Watching the grass grow

     Years ago when I first began learning about Nicaragua, there was a guy from the U.S. who lived in RAAN (the opposite of RAAS) who frequently posted on a Nicaraguan blog (that didn't survive) about his hobby of 'watching the zinc rust.'  This was a joking reference to how fast metal roofs were eaten by the salt in the constant Caribbean breeze.
     Since we don't have metal roofing at False Bluff, what we do instead is watch the grass grow.
     An earlier blog post here tells of my determination early in the project to get a particular type of grass to grow here: http://falsebluff.blogspot.com/2013/05/bermuda-grassmaybe.html.
     It's a particular grass that grows all over Big and Little Corn Islands and in a very few places in Bluefields....which is where our grass at False Bluff got its start.

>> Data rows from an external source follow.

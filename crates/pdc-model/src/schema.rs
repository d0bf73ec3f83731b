use std::collections::BTreeSet;
use std::fmt;

use serde::{Deserialize, Serialize};

/// Behaviour tag attached to a schema field.
///
/// A field carries any combination of tags; normalizers select the cells they
/// act on by tag rather than by field name.
#[derive(Debug, Clone, Copy, PartialEq, Eq, Hash, PartialOrd, Ord, Serialize, Deserialize)]
#[serde(rename_all = "lowercase")]
pub enum FieldTag {
    /// The value must be non-null in every record.
    Required,
    /// The value is a date normalized to an ISO 8601 UTC timestamp.
    Date,
    /// The value is a phone number normalized to international form.
    Phone,
    /// The value is folded and checked against an allowed-value set.
    Enum,
}

impl FieldTag {
    pub fn as_str(&self) -> &'static str {
        match self {
            FieldTag::Required => "required",
            FieldTag::Date => "date",
            FieldTag::Phone => "phone",
            FieldTag::Enum => "enum",
        }
    }
}

impl fmt::Display for FieldTag {
    fn fmt(&self, f: &mut fmt::Formatter<'_>) -> fmt::Result {
        f.write_str(self.as_str())
    }
}

/// How a free-text categorical value is folded before the allowed-set check.
#[derive(Debug, Clone, Copy, Default, PartialEq, Eq, Serialize, Deserialize)]
#[serde(rename_all = "lowercase")]
pub enum EnumFold {
    /// Trim only.
    #[default]
    Exact,
    /// Case-insensitive first-letter match against the allowed values, in order
    /// (`m...` -> `Male`, `f...` -> `Female`).
    Prefix,
    /// Title-case every word (`new zealand` -> `New Zealand`).
    Title,
}

/// Allowed canonical values for an enumerated field.
#[derive(Debug, Clone, PartialEq, Eq, Serialize, Deserialize)]
pub struct EnumRule {
    #[serde(default)]
    pub fold: EnumFold,
    pub values: Vec<String>,
}

impl EnumRule {
    pub fn new(fold: EnumFold, values: &[&str]) -> Self {
        Self {
            fold,
            values: values.iter().map(|value| (*value).to_string()).collect(),
        }
    }

    /// Returns true if `value` is one of the canonical values (exact match).
    pub fn allows(&self, value: &str) -> bool {
        self.values.iter().any(|allowed| allowed == value)
    }
}

/// A schema field and its capability tags.
#[derive(Debug, Clone, PartialEq, Eq, Serialize, Deserialize)]
pub struct FieldSpec {
    pub name: String,
    #[serde(default)]
    pub tags: BTreeSet<FieldTag>,
    #[serde(default, rename = "enum", skip_serializing_if = "Option::is_none")]
    pub enum_rule: Option<EnumRule>,
}

impl FieldSpec {
    pub fn new(name: impl Into<String>) -> Self {
        Self {
            name: name.into(),
            tags: BTreeSet::new(),
            enum_rule: None,
        }
    }

    #[must_use]
    pub fn with_tag(mut self, tag: FieldTag) -> Self {
        self.tags.insert(tag);
        self
    }

    /// Attach an enum rule; also tags the field as [`FieldTag::Enum`].
    #[must_use]
    pub fn with_enum(mut self, rule: EnumRule) -> Self {
        self.tags.insert(FieldTag::Enum);
        self.enum_rule = Some(rule);
        self
    }

    pub fn has_tag(&self, tag: FieldTag) -> bool {
        self.tags.contains(&tag)
    }

    pub fn is_required(&self) -> bool {
        self.has_tag(FieldTag::Required)
    }
}

/// A named record schema. Field order is the canonical output column order.
#[derive(Debug, Clone, PartialEq, Eq, Serialize, Deserialize)]
pub struct Schema {
    pub name: String,
    #[serde(default)]
    pub description: Option<String>,
    pub fields: Vec<FieldSpec>,
    /// Fields that jointly count as "contact details" for the combined null report.
    #[serde(default)]
    pub contact_fields: Vec<String>,
}

impl Schema {
    pub fn new(name: impl Into<String>, fields: Vec<FieldSpec>) -> Self {
        Self {
            name: name.into(),
            description: None,
            fields,
            contact_fields: Vec::new(),
        }
    }

    #[must_use]
    pub fn with_contact_fields(mut self, fields: &[&str]) -> Self {
        self.contact_fields = fields.iter().map(|field| (*field).to_string()).collect();
        self
    }

    pub fn field_names(&self) -> impl Iterator<Item = &str> {
        self.fields.iter().map(|field| field.name.as_str())
    }

    pub fn field(&self, name: &str) -> Option<&FieldSpec> {
        self.fields.iter().find(|field| field.name == name)
    }

    pub fn contains(&self, name: &str) -> bool {
        self.field(name).is_some()
    }

    /// Fields carrying `tag`, in schema order.
    pub fn fields_with(&self, tag: FieldTag) -> impl Iterator<Item = &FieldSpec> {
        self.fields.iter().filter(move |field| field.has_tag(tag))
    }

    pub fn required_fields(&self) -> Vec<&str> {
        self.fields_with(FieldTag::Required)
            .map(|field| field.name.as_str())
            .collect()
    }
}

/// Dialing code and expected local subscriber-number length for one country.
#[derive(Debug, Clone, PartialEq, Eq, Serialize, Deserialize)]
pub struct CountryProfile {
    pub name: String,
    #[serde(default)]
    pub label: Option<String>,
    /// Digits only, no leading `+`.
    pub dialing_code: String,
    pub local_digits: usize,
}

impl CountryProfile {
    pub fn new(name: impl Into<String>, dialing_code: impl Into<String>, local_digits: usize) -> Self {
        Self {
            name: name.into(),
            label: None,
            dialing_code: dialing_code.into(),
            local_digits,
        }
    }
}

The effort began with tiny pieces I pulled from a crack in the sidewalk along Bluefields' main street - about as much of the grass as could be stuffed into a shoe box.  
     Planted at the base of a few coconut trees, which is where it seems to thrive, our small start took hold and spread; and we then stole hand-sized pieces from these locations to plant elsewhere.
     And here it is, growing strong and spreading, unfazed by the salty breeze...

03 February 2015

How to grow sugar cane

     As part of our ongoing gardening/learning experience, we planted two rows of banana trees between the Caribbean and the garden in an effort to reduce the damage of the ever cool but salt-laden breezes. The banana trees are producing but their leaves suffer from salt damage and that'll eventually reduce their ability to produce.
     So, between the banana trees and the Caribbean we've planted two rows of sugar cane. The thin leaves of the cane don't seem to suffer as much from the salty breeze and when fully mature the plants are almost as tall as the banana trees so we're hoping for protection for the banana trees as well as for the garden.
       Cut some stalks of sugar cane. Strip the leaves off and slice the stalks into pieces about eighteen inches long. Drop these pieces into a shallow trench, or in our case two shallow trenches. 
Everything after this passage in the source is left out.